- Died: 28 August 2018
- Nationality: British
- Area(s): Penciller, Inker
- Notable works: Bella Moonchild The Silver Racer-back

= John Armstrong (comics) =

British comics artist

John Armstrong (died 28 August 2018) was a British comics artist, best known for his work in Misty and Tammy, for which he drew the long-running strip Bella. Other strips he has drawn include The Secret Gymnast in Bunty.

==Biography==
Although one of the few acknowledged artistic pupils at his infant, junior and secondary schools, John Armstrong's first proper art lessons were whilst serving in the Army, in the Far East. "To keep us occupied, art lessons were started in a deserted palace outside Rangoon; local people in ethnic dress posed for us," he recalled in 2003. "I still have portraits of Burmese and Indian women, and West African and Indian soldiers.

On leaving the army, this course and its artwork steered Armstrong to art school in Middlesbrough’s Constantine College. In five years he passed Intermediate Arts and Crafts and gained National Diplomas in Design in both painting and illustration – making me more qualified than any of the staff.

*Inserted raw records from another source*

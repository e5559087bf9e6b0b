// ==========================================
// 司法资产看板 - 过滤/查询层
// ==========================================
// 职责: 按查询条件过滤 Position 序列
// 规则:
// - term: 去空白 + 小写,对发行编号/代码/状态做子串匹配
// - scenario / issuance: 精确匹配
// - 空条件恒通过
// 说明: 过滤结果是聚合/分级/图表的唯一输入
// ==========================================

use crate::domain::position::Position;
use serde::{Deserialize, Serialize};
use tracing::{debug, instrument};

// ==========================================
// PositionQuery - 查询条件
// ==========================================
#[derive(Debug, Clone, Default, PartialEq, Eq, Serialize, Deserialize)]
#[serde(default)]
pub struct PositionQuery {
    pub term: String,
    pub scenario: String,
    pub issuance: String,
}

impl PositionQuery {
    pub fn new() -> Self {
        Self::default()
    }

    pub fn with_term(mut self, term: impl Into<String>) -> Self {
        self.term = term.into();
        self
    }

    pub fn with_scenario(mut self, scenario: impl Into<String>) -> Self {
        self.scenario = scenario.into();
        self
    }

    pub fn with_issuance(mut self, issuance: impl Into<String>) -> Self {
        self.issuance = issuance.into();
        self
    }

    /// 是否存在任一有效条件
    pub fn is_active(&self) -> bool {
        !self.term.trim().is_empty() || !self.scenario.is_empty() || !self.issuance.is_empty()
    }

    /// 归一化后的检索词
    fn normalized_term(&self) -> String {
        self.term.trim().to_lowercase()
    }

    fn matches_with_term(&self, p: &Position, term: &str) -> bool {
        let term_ok = term.is_empty()
            || p.issuance_id.to_lowercase().contains(term)
            || p.code.to_lowercase().contains(term)
            || p.status.to_lowercase().contains(term);
        let scenario_ok = self.scenario.is_empty() || p.scenario == self.scenario;
        let issuance_ok = self.issuance.is_empty() || p.issuance_id == self.issuance;

        term_ok && scenario_ok && issuance_ok
    }

    /// 单条持仓是否命中
    pub fn matches(&self, p: &Position) -> bool {
        self.matches_with_term(p, &self.normalized_term())
    }
}

// ==========================================
// PositionFilter - 过滤器
// ==========================================
pub struct PositionFilter;

impl PositionFilter {
    #[instrument(skip(positions, query), fields(count = positions.len(), active = query.is_active()))]
    pub fn apply(positions: &[Position], query: &PositionQuery) -> Vec<Position> {
        let term = query.normalized_term();
        let filtered: Vec<Position> = positions
            .iter()
            .filter(|p| query.matches_with_term(p, &term))
            .cloned()
            .collect();

        debug!(matched = filtered.len(), "过滤完成");
        filtered
    }
}

#[cfg(test)]
mod tests {
    use super::*;

    fn pos(issuance: &str, code: &str, status: &str, scenario: &str) -> Position {
        Position {
            issuance_id: issuance.to_string(),
            code: code.to_string(),
            status: status.to_string(),
            scenario: scenario.to_string(),
            ..Position::default()
        }
    }

    fn sample() -> Vec<Position> {
        vec![
            pos("EM-01", "X1", "Ativa", "Base"),
            pos("EM-02", "X2", "Encerrada", "Otimista"),
            pos("EM-10", "Y1", "Ativa", "Base"),
        ]
    }

    #[test]
    fn test_empty_query_passes_all() {
        let query = PositionQuery::new();
        assert!(!query.is_active());
        assert_eq!(PositionFilter::apply(&sample(), &query).len(), 3);
    }

    #[test]
    fn test_whitespace_term_is_inactive() {
        let query = PositionQuery::new().with_term("   ");
        assert!(!query.is_active());
        assert_eq!(PositionFilter::apply(&sample(), &query).len(), 3);
    }

    #[test]
    fn test_term_matches_issuance_code_or_status() {
        let data = sample();
        assert_eq!(PositionFilter::apply(&data, &PositionQuery::new().with_term(" em-1")).len(), 1);
        assert_eq!(PositionFilter::apply(&data, &PositionQuery::new().with_term("x")).len(), 2);
        assert_eq!(
            PositionFilter::apply(&data, &PositionQuery::new().with_term("ENCERR")).len(),
            1
        );
    }

    #[test]
    fn test_scenario_and_issuance_are_exact() {
        let data = sample();
        let query = PositionQuery::new().with_scenario("Base");
        assert_eq!(PositionFilter::apply(&data, &query).len(), 2);

        let query = PositionQuery::new().with_scenario("base");
        assert_eq!(PositionFilter::apply(&data, &query).len(), 0);

        let query = PositionQuery::new().with_issuance("EM-1");
        assert_eq!(PositionFilter::apply(&data, &query).len(), 0);

        let query = PositionQuery::new()
            .with_issuance("EM-10")
            .with_scenario("Base")
            .with_term("y");
        let out = PositionFilter::apply(&data, &query);
        assert_eq!(out.len(), 1);
        assert_eq!(out[0].code, "Y1");
    }
}
// ==========================================
// 司法资产看板 - 导入模块错误类型
// ==========================================
// 工具: thiserror 派生宏
// 说明: 仅文件边界会失败,归一化/聚合为全函数
// ==========================================

use thiserror::Error;

/// 导入模块错误类型
#[derive(Error, Debug)]
pub enum ImportError {
    // ===== 文件相关错误 =====
    #[error("文件不存在: {0}")]
    FileNotFound(String),

    #[error("文件格式不支持: {0}（仅支持 .xlsx/.xls/.csv/.json）")]
    UnsupportedFormat(String),

    #[error("文件读取失败: {0}")]
    FileReadError(String),

    #[error("Excel 解析失败: {0}")]
    ExcelParseError(String),

    #[error("CSV 解析失败: {0}")]
    CsvParseError(String),

    #[error("JSON 解析失败: {0}")]
    JsonParseError(String),

    // ===== 数据结构错误 =====
    #[error("记录结构错误 (行 {row}): {message}")]
    RecordShapeError { row: usize, message: String },
}

impl From<std::io::Error> for ImportError {
    fn from(err: std::io::Error) -> Self {
        ImportError::FileReadError(err.to_string())
    }
}

impl From<csv::Error> for ImportError {
    fn from(err: csv::Error) -> Self {
        ImportError::CsvParseError(err.to_string())
    }
}

impl From<calamine::Error> for ImportError {
    fn from(err: calamine::Error) -> Self {
        ImportError::ExcelParseError(err.to_string())
    }
}

impl From<serde_json::Error> for ImportError {
    fn from(err: serde_json::Error) -> Self {
        ImportError::JsonParseError(err.to_string())
    }
}

/// Result 类型别名
pub type ImportResult<T> = Result<T, ImportError>;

On the Principal’s advice he next did a year in Teacher Training College. The students used to take the bus to various schools for teaching practice. "Two characters who sold toy bows and arrows in the local market boarded the same bus and expressed their amazement that an aspiring teacher was always reading a comic," Armstrong recalls. "In those days “educationists” regarded comics as a subversive element.

On teaching practice I’d amuse the kids by drawing Tarzan a la Hogarth on the blackboard. The kids got to like me and would beg, “Don’t be a teacher, sir!” With this excellent advice and with my art school specimens I got my first job in a Newcastle Ad Agency, meeting with commercial artists for the first time – a daunting experience. I was astonished by the skill of the head layout artist who would simulate a brochure – photos, lettering, typesetting – all by hand using pencils, inks and water colour so that it looked exactly like the eventual printed article. Art schools knew nothing about such expertise.

After a year there Armstrong headed south and pounded the streets of London with a heavy folder filled with art school work. Using an A-Z and a Writers and Artists Year Book he visited about 40 studios, publishers and agents and eventually got a job in a studio opposite St Paul's Cathedral and soon got his first freelance commission from Putnams Education Department for a poetry book. Quite a lot of school book work followed.

Armstrong acquired an agent in London's Holborn one year later and soon got his first comics job, a ballet story for Girls' Crystal. It was girls comics from then on.

Armstrong regards his most notable stories as the strips he drew for IPC: Cherry and the Children, which ran for five years, and Bella, which covered ten years in Tammy. Bella was, it appears, the only character to get her own book at IPC.

Armstrong later worked on the girls title Misty, work he saw as a relief from trying to draw thousands of gymnastic poses without repeating himself. Misty was a success despite – or because of – its horror story content aimed at young girls.

After the demise of Tammy and Misty, Armstrong drew the comics version of the popular children’s school drama Grange Hill for a new magazine, BEEB, for about a year. He then began working for DC Thomson, doing colour work for the first time on several annuals and for Bunty covers – plus some horse stories, his original passion.

In recent years Armstrong has provided artwork for ice rink pantomimes while gradually reviving his oil painting skills, mainly doing portraits of skating friends.